My first stage is cleared. So second stage is technical interview.
Please tell if anybody knows that in technical interview what questions they asked.

Thanks
Pawan


----------



## naveenttf (Mar 7, 2017)

*technical interview*



80.pawan said:


> Hi all
> I applied skill assessment from vetassess in metal machinist.
> My first stage is cleared.

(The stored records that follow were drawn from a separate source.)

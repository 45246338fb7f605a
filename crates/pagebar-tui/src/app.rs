//! Interactive pagination host.
//!
//! The app owns the current page. Every frame it asks the core for a fresh
//! plan and result range, draws them, and applies the page-change intents
//! produced by keys and mouse clicks.

use crossterm::event::{Event, KeyEventKind, MouseButton, MouseEvent, MouseEventKind};
use pagebar_core::{
    PageChangeHandler, PageIntent, PageWindowPlanner, PaginationPlan, PaginationState,
    ResultSummary, clamp_page, dispatch, total_pages,
};
use ratatui::buffer::Buffer;
use ratatui::layout::{Alignment, Rect};
use ratatui::text::{Line, Span};
use ratatui::widgets::{Block, Borders, Paragraph, Widget};
use ratatui::{DefaultTerminal, Frame};

use crate::TuiConfig;
use crate::event::KeyAction;
use crate::settings::UserSettings;
use crate::theme::Theme;
use crate::ui::{AppLayout, HelpOverlay, PaginationBar, centered_row, summary_line};

/// Result type for the TUI.
pub type AppResult<T> = color_eyre::Result<T>;

/// Main application state.
pub struct App {
    state: PaginationState,
    planner: PageWindowPlanner,
    theme: Theme,
    settings: UserSettings,
    show_help: bool,
    status: Option<String>,
    /// Where the pagination bar was drawn last frame, for mouse hit-testing.
    bar_area: Rect,
    should_quit: bool,
}

impl App {
    /// Create an app paging through `total_count` results with default settings.
    pub fn new(total_count: usize) -> Self {
        Self::with_config(total_count, TuiConfig::default())
    }

    /// Create an app with a custom configuration.
    pub fn with_config(total_count: usize, config: TuiConfig) -> Self {
        let pagination = config.settings.pagination;
        let pages = total_pages(total_count, pagination.items_per_page);
        let state = PaginationState::from_total_count(
            clamp_page(config.start_page, pages),
            total_count,
            pagination.items_per_page,
        );

        Self {
            state,
            planner: pagination.planner(),
            theme: Theme::from_variant(config.settings.theme),
            settings: config.settings,
            show_help: false,
            status: None,
            bar_area: Rect::default(),
            should_quit: false,
        }
    }

    /// Current pagination state.
    pub fn state(&self) -> &PaginationState {
        &self.state
    }

    /// Active theme.
    pub fn theme(&self) -> &Theme {
        &self.theme
    }

    /// Whether the help overlay is open.
    pub fn show_help(&self) -> bool {
        self.show_help
    }

    /// Whether the app has been asked to quit.
    pub fn should_quit(&self) -> bool {
        self.should_quit
    }

    /// Area the pagination bar occupied in the last rendered frame.
    pub fn bar_area(&self) -> Rect {
        self.bar_area
    }

    /// Fresh plan for the current state.
    pub fn plan(&self) -> PaginationPlan {
        self.state.plan(&self.planner)
    }

    /// Run the event loop until the user quits.
    pub fn run(mut self, mut terminal: DefaultTerminal) -> AppResult<()> {
        tracing::debug!(
            total_count = self.state.total_count,
            total_pages = self.state.total_pages,
            "starting pagination host"
        );

        while !self.should_quit {
            terminal.draw(|frame| self.render(frame))?;

            match crossterm::event::read()? {
                Event::Key(key) if key.kind == KeyEventKind::Press => {
                    self.handle_action(KeyAction::from_key_event(key));
                }
                Event::Mouse(mouse) => self.handle_mouse(mouse),
                _ => {}
            }
        }

        Ok(())
    }

    /// Apply a key action.
    pub fn handle_action(&mut self, action: KeyAction) {
        match action {
            KeyAction::Quit | KeyAction::ForceQuit => self.should_quit = true,
            KeyAction::Cancel => {
                if self.show_help {
                    self.show_help = false;
                } else {
                    self.status = None;
                }
            }
            KeyAction::ToggleHelp => self.show_help = !self.show_help,
            KeyAction::ToggleTheme => {
                self.theme = self.theme.toggle();
                self.settings.theme = self.theme.variant;
            }
            KeyAction::SaveSettings => self.save_settings(),
            KeyAction::None => {}
            KeyAction::PreviousPage
            | KeyAction::NextPage
            | KeyAction::FirstPage
            | KeyAction::LastPage => {
                if let Some(intent) = action.intent() {
                    self.handle_intent(intent);
                }
            }
        }
    }

    /// Apply a page-change intent. Returns the new page if it was accepted.
    pub fn handle_intent(&mut self, intent: PageIntent) -> Option<usize> {
        let current = self.state.current_page;
        let total = self.state.total_pages;
        dispatch(intent, current, total, self)
    }

    /// Apply a mouse event, clicking pagination buttons.
    pub fn handle_mouse(&mut self, event: MouseEvent) {
        if event.kind != MouseEventKind::Down(MouseButton::Left) || self.show_help {
            return;
        }

        let plan = self.plan();
        let intent = PaginationBar::new(&plan, &self.theme).hit_test(
            self.bar_area,
            event.column,
            event.row,
        );

        if let Some(intent) = intent {
            self.handle_intent(intent);
        }
    }

    fn save_settings(&mut self) {
        self.status = Some(match self.settings.save() {
            Ok(path) => format!("Settings saved to {}", path.display()),
            Err(e) => {
                tracing::warn!(error = %e, "failed to save settings");
                format!("Failed to save settings: {e}")
            }
        });
    }

    /// Draw one frame.
    pub fn render(&mut self, frame: &mut Frame) {
        let area = frame.area();
        let layout = AppLayout::new(area);
        let plan = self.plan();
        let summary = self.state.summary();
        let buf = frame.buffer_mut();

        self.render_header(layout.header, buf);
        self.render_results(layout.main, &summary, buf);

        Paragraph::new(summary_line(&summary, &self.theme))
            .alignment(Alignment::Center)
            .render(layout.caption, buf);

        let bar = PaginationBar::new(&plan, &self.theme);
        let bar_area = centered_row(layout.bar, bar.width());
        bar.render(bar_area, buf);
        self.bar_area = bar_area;

        self.render_footer(layout.footer, buf);

        if self.show_help {
            HelpOverlay::new(&self.theme).render(area, buf);
        }
    }

    fn render_header(&self, area: Rect, buf: &mut Buffer) {
        let position = if self.state.total_pages == 0 {
            "no pages".to_string()
        } else {
            format!("page {} of {}", self.state.current_page, self.state.total_pages)
        };

        let line = Line::from(vec![
            Span::styled(" pagebar ", self.theme.title),
            Span::styled(format!(" {position}"), self.theme.header),
        ]);
        Paragraph::new(line).style(self.theme.header).render(area, buf);
    }

    fn render_results(&self, area: Rect, summary: &ResultSummary, buf: &mut Buffer) {
        let block = Block::default()
            .title(" Results ")
            .title_style(self.theme.title)
            .borders(Borders::ALL)
            .border_style(self.theme.border);

        let lines: Vec<Line> = match summary.range() {
            Some(range) => (range.start_index..=range.end_index)
                .take(usize::from(area.height.saturating_sub(2)))
                .map(|index| {
                    Line::from(vec![
                        Span::styled(format!("{index:>6}  "), self.theme.item_index),
                        Span::styled(format!("Result #{index}"), self.theme.item),
                    ])
                })
                .collect(),
            None => vec![Line::from(Span::styled(summary.to_string(), self.theme.empty))],
        };

        Paragraph::new(lines).block(block).render(area, buf);
    }

    fn render_footer(&self, area: Rect, buf: &mut Buffer) {
        let text = match &self.status {
            Some(status) => format!(" {status}"),
            None => " ←/→ page  g/G first/last  t theme  ? help  q quit".to_string(),
        };
        Paragraph::new(text).style(self.theme.footer).render(area, buf);
    }
}

impl PageChangeHandler for App {
    fn on_page_change(&mut self, page: usize) {
        tracing::debug!(from = self.state.current_page, to = page, "page changed");
        self.state.current_page = page;
        self.status = None;
    }
}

So second stage is technical interview.
> Please tell if anybody knows that in technical interview what questions they asked.
> ...


Hi Pawan,

May i know about your technical interview experience, my stage 1 is cleared and stage 2 is next, could you please guide me what kind of questions they may ask in technical interview for meta machinist (first Class)

many thanks in advance

Naveen:fingerscrossed:


----------



## Bhupesh (Apr 14, 2018)

Hi Naveen and Pawan I hope you might got positive skill assessment. Please send me questions and answers for skill assessment. Thanks


----------



## Chris1991 (Dec 18, 2019)

Hi paean are you available to chat still?


----------



## Chris1991 (Dec 18, 2019)

Sorry pawan


----------